When the line containing "fn current_page(&mut self)" appears in the entries below, begin printing there and stop after the line containing "pub fn is_pdf(path: &Path)"; print each of those lines exactly and no other line.

(Stored items)
§ §
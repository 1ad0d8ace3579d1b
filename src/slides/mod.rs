//! Slide documents shown underneath the ink.
//!
//! The blackboard only talks to a [`SlideSource`]. [`PdfDeck`] presents PDF
//! documents through poppler; [`ImageDeck`] presents a PNG file or a
//! directory of PNG pages.

mod deck;
mod pdf;

pub use deck::{ImageDeck, fit_within};
pub use pdf::PdfDeck;

use log::warn;
use std::path::{Path, PathBuf};
use thiserror::Error;

use crate::draw::PixelBuffer;

/// Pages skipped by a fast-forward or fast-backward jump.
pub const PAGE_JUMP: usize = 10;

/// Errors raised while opening or rendering a slide document.
#[derive(Debug, Error)]
pub enum SlideError {
    #[error("failed to open {path}: {source}")]
    Io {
        path: PathBuf,
        #[source]
        source: std::io::Error,
    },
    #[error("{0} contains no pages")]
    NoPages(PathBuf),
    #[error("failed to decode {path}: {reason}")]
    Decode { path: PathBuf, reason: String },
    #[error("failed to render page: {0}")]
    Render(String),
}

/// Navigation requests routed to the slide source.
#[derive(Debug, Clone, Copy, PartialEq, Eq)]
pub enum Navigation {
    Next,
    Previous,
    FastForward,
    FastBackward,
    First,
    Last,
}

/// Supplies the pages of a presentation.
pub trait SlideSource {
    /// Image of the current page, sized to fit the canvas; `None` when there is
    /// nothing to show.
    fn current_page(&mut self) -> Option<&PixelBuffer>;

    /// Image shown before the first page, if any.
    fn splash(&mut self) -> Option<PixelBuffer>;

    /// Moves to another page. Returns true only if the page changed.
    fn navigate(&mut self, navigation: Navigation) -> bool;

    fn page_count(&self) -> usize;

    fn current_index(&self) -> usize;

    /// Informs the source of the canvas size pages must fit in.
    fn fit_to(&mut self, _width: i32, _height: i32) {}
}

/// True when `path` names a PDF document.
pub fn is_pdf(path: &Path) -> bool {
    path.extension()
        .is_some_and(|ext| ext.eq_ignore_ascii_case("pdf"))
}

/// Opens `document` with the deck matching its extension: PDF files go to
/// [`PdfDeck`], anything else to [`ImageDeck`].
pub fn open_document(
    document: &Path,
    splash: Option<PathBuf>,
) -> Result<Box<dyn SlideSource>, SlideError> {
    if is_pdf(document) {
        Ok(Box::new(PdfDeck::open(document, splash)?))
    } else {
        Ok(Box::new(ImageDeck::open(document, splash)?))
    }
}

/// Renders a splash image (a PDF's first page or a PNG) to fit `bounds`.
/// Failures are logged and yield no splash.
pub(crate) fn render_splash(path: PathBuf, bounds: (i32, i32)) -> Option<PixelBuffer> {
    let rendered = if is_pdf(&path) {
        pdf::render_first_page(&path, bounds)
    } else {
        deck::render_png(&path, bounds)
    };
    match rendered {
        Ok(image) => Some(image),
        Err(err) => {
            warn!("Splash image {} skipped: {}", path.display(), err);
            None
        }
    }
}

/// Index of the current page within a document of `count` pages.
#[derive(Debug, Clone, Copy, PartialEq, Eq, Default)]
pub struct PageCursor {
    current: usize,
    count: usize,
}

impl PageCursor {
    pub fn new(count: usize) -> Self {
        Self { current: 0, count }
    }

    pub fn current(&self) -> usize {
        self.current
    }

    pub fn count(&self) -> usize {
        self.count
    }

    /// Applies a navigation request. Returns false when already at the
    /// relevant end (or the document is empty).
    pub fn apply(&mut self, navigation: Navigation) -> bool {
        if self.count == 0 {
            return false;
        }
        let last = self.count - 1;
        let target = match navigation {
            Navigation::Next => (self.current < last).then(|| self.current + 1),
            Navigation::Previous => (self.current > 0).then(|| self.current - 1),
            Navigation::FastForward => {
                (self.current < last).then(|| (self.current + PAGE_JUMP).min(last))
            }
            Navigation::FastBackward => {
                (self.current > 0).then(|| self.current.saturating_sub(PAGE_JUMP))
            }
            Navigation::First => (self.current != 0).then_some(0),
            Navigation::Last => (self.current != last).then_some(last),
        };
        match target {
            Some(page) => {
                self.current = page;
                true
            }
            None => false,
        }
    }
}

#[cfg(test)]
mod tests {
    use super::*;

    #[test]
    fn next_and_previous_stop_at_ends() {
        let mut cursor = PageCursor::new(3);
        assert!(!cursor.apply(Navigation::Previous));
        assert!(cursor.apply(Navigation::Next));
        assert!(cursor.apply(Navigation::Next));
        assert!(!cursor.apply(Navigation::Next));
        assert_eq!(cursor.current(), 2);
        assert!(cursor.apply(Navigation::Previous));
        assert_eq!(cursor.current(), 1);
    }

    #[test]
    fn fast_jumps_clamp_to_ends() {
        let mut cursor = PageCursor::new(15);
        assert!(cursor.apply(Navigation::FastForward));
        assert_eq!(cursor.current(), 10);
        assert!(cursor.apply(Navigation::FastForward));
        assert_eq!(cursor.current(), 14);
        assert!(!cursor.apply(Navigation::FastForward));
        assert!(cursor.apply(Navigation::FastBackward));
        assert_eq!(cursor.current(), 4);
        assert!(cursor.apply(Navigation::FastBackward));
        assert_eq!(cursor.current(), 0);
        assert!(!cursor.apply(Navigation::FastBackward));
    }

    #[test]
    fn first_and_last_report_no_change_when_already_there() {
        let mut cursor = PageCursor::new(4);
        assert!(!cursor.apply(Navigation::First));
        assert!(cursor.apply(Navigation::Last));
        assert_eq!(cursor.current(), 3);
        assert!(!cursor.apply(Navigation::Last));
        assert!(cursor.apply(Navigation::First));
    }

    #[test]
    fn documents_are_told_apart_by_extension() {
        assert!(is_pdf(Path::new("talk.pdf")));
        assert!(is_pdf(Path::new("/slides/TALK.PDF")));
        assert!(!is_pdf(Path::new("talk.png")));
        assert!(!is_pdf(Path::new("slides")));
    }

    #[test]
    fn missing_documents_fail_for_either_deck() {
        let dir = tempfile::tempdir().unwrap();
        for name in ["absent.pdf", "absent.png"] {
            assert!(matches!(
                open_document(&dir.path().join(name), None),
                Err(SlideError::Io { .. })
            ));
        }
    }

    #[test]
    fn empty_document_never_moves() {
        let mut cursor = PageCursor::new(0);
        for nav in [Navigation::Next, Navigation::Last, Navigation::FastForward] {
            assert!(!cursor.apply(nav));
        }
        let mut none = ImageDeck::empty(None);
        assert!(none.current_page().is_none());
        assert!(!none.navigate(Navigation::Next));
    }
}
§ §
# [TASK ANSWER]
    fn current_page(&mut self) -> Option<&PixelBuffer>;

    /// Image shown before the first page, if any.
    fn splash(&mut self) -> Option<PixelBuffer>;

    /// Moves to another page. Returns true only if the page changed.
    fn navigate(&mut self, navigation: Navigation) -> bool;

    fn page_count(&self) -> usize;

    fn current_index(&self) -> usize;

    /// Informs the source of the canvas size pages must fit in.
    fn fit_to(&mut self, _width: i32, _height: i32) {}
}

/// True when `path` names a PDF document.
pub fn is_pdf(path: &Path) -> bool {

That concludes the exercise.